**Work to complete:** Print, exactly as they appear in the listing below, the lines from the line with "use std::time::Duration;" to the line with "let args = Args::parse();", with both end lines kept.
### Provided entries ###
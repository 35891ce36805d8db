//! Command-line front end for batch link grabbing
//!
//! Reads a newline-separated link list, drives a local Chromium over it and
//! saves every triggered download into the output directory. One line is
//! printed per link regardless of how it ended, so a finished run can be
//! audited from the output alone.

use std::path::PathBuf;
use std::time::Duration;

use anyhow::Context;
use clap::Parser;
use linkgrab::{
    BatchGrabber, ChromeSession, ChromeSessionConfig, ConsoleProgressReporter, GrabConfig,
    IntoProgressCallback, read_link_file,
};
use tokio_util::sync::CancellationToken;

#[derive(Parser, Debug)]
#[command(
    name = "linkgrab",
    about = "Batch-download files by driving a browser over a list of links"
)]
struct Args {
    /// Newline-separated list of links, one per line
    #[arg(default_value = "links.txt")]
    links: PathBuf,

    /// Directory downloaded files are saved into (created if absent)
    #[arg(short, long, default_value = "downloads")]
    out_dir: PathBuf,

    /// Maximum time to load a page, in milliseconds
    #[arg(long, default_value_t = 15_000)]
    nav_timeout_ms: u64,

    /// How long to wait for a download to start after the page loads, in milliseconds
    #[arg(long, default_value_t = 1_500)]
    detect_window_ms: u64,

    /// Run the browser without a visible window
    #[arg(long)]
    headless: bool,

    /// Write a JSON report of every link outcome to this path
    #[arg(long)]
    report: Option<PathBuf>,

    /// Per-link progress output beyond the terminal outcome lines
    #[arg(short, long)]
    verbose: bool,
}

#[tokio::main]
async fn main() -> anyhow::Result<()> {
    tracing_subscriber::fmt::init();
    let args = Args::parse();

    let tasks = read_link_file(&args.links)
        .await
        .with_context(|| format!("failed to read link list {}", args.links.display()))?;
    println!("processing {} links from {}", tasks.len(), args.links.display());

    tokio::fs::create_dir_all(&args.out_dir)
        .await
        .with_context(|| format!("failed to create {}", args.out_dir.display()))?;
    // Chromium wants an absolute download path
    let out_dir = tokio::fs::canonicalize(&args.out_dir)
        .await
        .with_context(|| format!("failed to resolve {}", args.out_dir.display()))?;

    let session = ChromeSession::launch(ChromeSessionConfig {
        download_dir: out_dir.clone(),
        headless: args.headless,
        window: None,
    })
    .await
    .context("failed to launch the browser session")?;

    let grabber = BatchGrabber::new(
        Box::new(session),
        GrabConfig {
            nav_timeout: Duration::from_millis(args.nav_timeout_ms),
            detect_window: Duration::from_millis(args.detect_window_ms),
            download_dir: out_dir,
        },
    );

    // Ctrl-C stops after the current link; an in-flight save always finishes
    let cancel = CancellationToken::new();
    {
        let cancel = cancel.clone();
        tokio::spawn(async move {
            if tokio::signal::ctrl_c().await.is_ok() {
                eprintln!("interrupt received, stopping after the current link");
                cancel.cancel();
            }
        });
    }

    let reporter = ConsoleProgressReporter::new(args.verbose);
    let reports = grabber
        .grab_batch_with_cancel(&tasks, Some(reporter.into_callback()), &cancel)
        .await;

    let summary = grabber.metrics().snapshot();
    grabber
        .close()
        .await
        .context("failed to close the browser session")?;

    println!(
        "done: {} saved, {} without a download, {} navigation failures, {} save failures ({} bytes)",
        summary.files_saved,
        summary.no_download_detected,
        summary.navigation_failures,
        summary.save_failures,
        summary.bytes_saved,
    );

    if let Some(report_path) = args.report {
        let report = serde_json::json!({
            "links": reports,
            "summary": summary,
        });
        tokio::fs::write(&report_path, serde_json::to_vec_pretty(&report)?)
            .await
            .with_context(|| format!("failed to write report {}", report_path.display()))?;
        println!("report written to {}", report_path.display());
    }

    Ok(())
}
###
**Task response:**
use std::time::Duration;

use anyhow::Context;
use clap::Parser;
use linkgrab::{
    BatchGrabber, ChromeSession, ChromeSessionConfig, ConsoleProgressReporter, GrabConfig,
    IntoProgressCallback, read_link_file,
};
use tokio_util::sync::CancellationToken;

#[derive(Parser, Debug)]
#[command(
    name = "linkgrab",
    about = "Batch-download files by driving a browser over a list of links"
)]
struct Args {
    /// Newline-separated list of links, one per line
    #[arg(default_value = "links.txt")]
    links: PathBuf,

    /// Directory downloaded files are saved into (created if absent)
    #[arg(short, long, default_value = "downloads")]
    out_dir: PathBuf,

    /// Maximum time to load a page, in milliseconds
    #[arg(long, default_value_t = 15_000)]
    nav_timeout_ms: u64,

    /// How long to wait for a download to start after the page loads, in milliseconds
    #[arg(long, default_value_t = 1_500)]
    detect_window_ms: u64,

    /// Run the browser without a visible window
    #[arg(long)]
    headless: bool,

    /// Write a JSON report of every link outcome to this path
    #[arg(long)]
    report: Option<PathBuf>,

    /// Per-link progress output beyond the terminal outcome lines
    #[arg(short, long)]
    verbose: bool,
}

#[tokio::main]
async fn main() -> anyhow::Result<()> {
    tracing_subscriber::fmt::init();
    let args = Args::parse();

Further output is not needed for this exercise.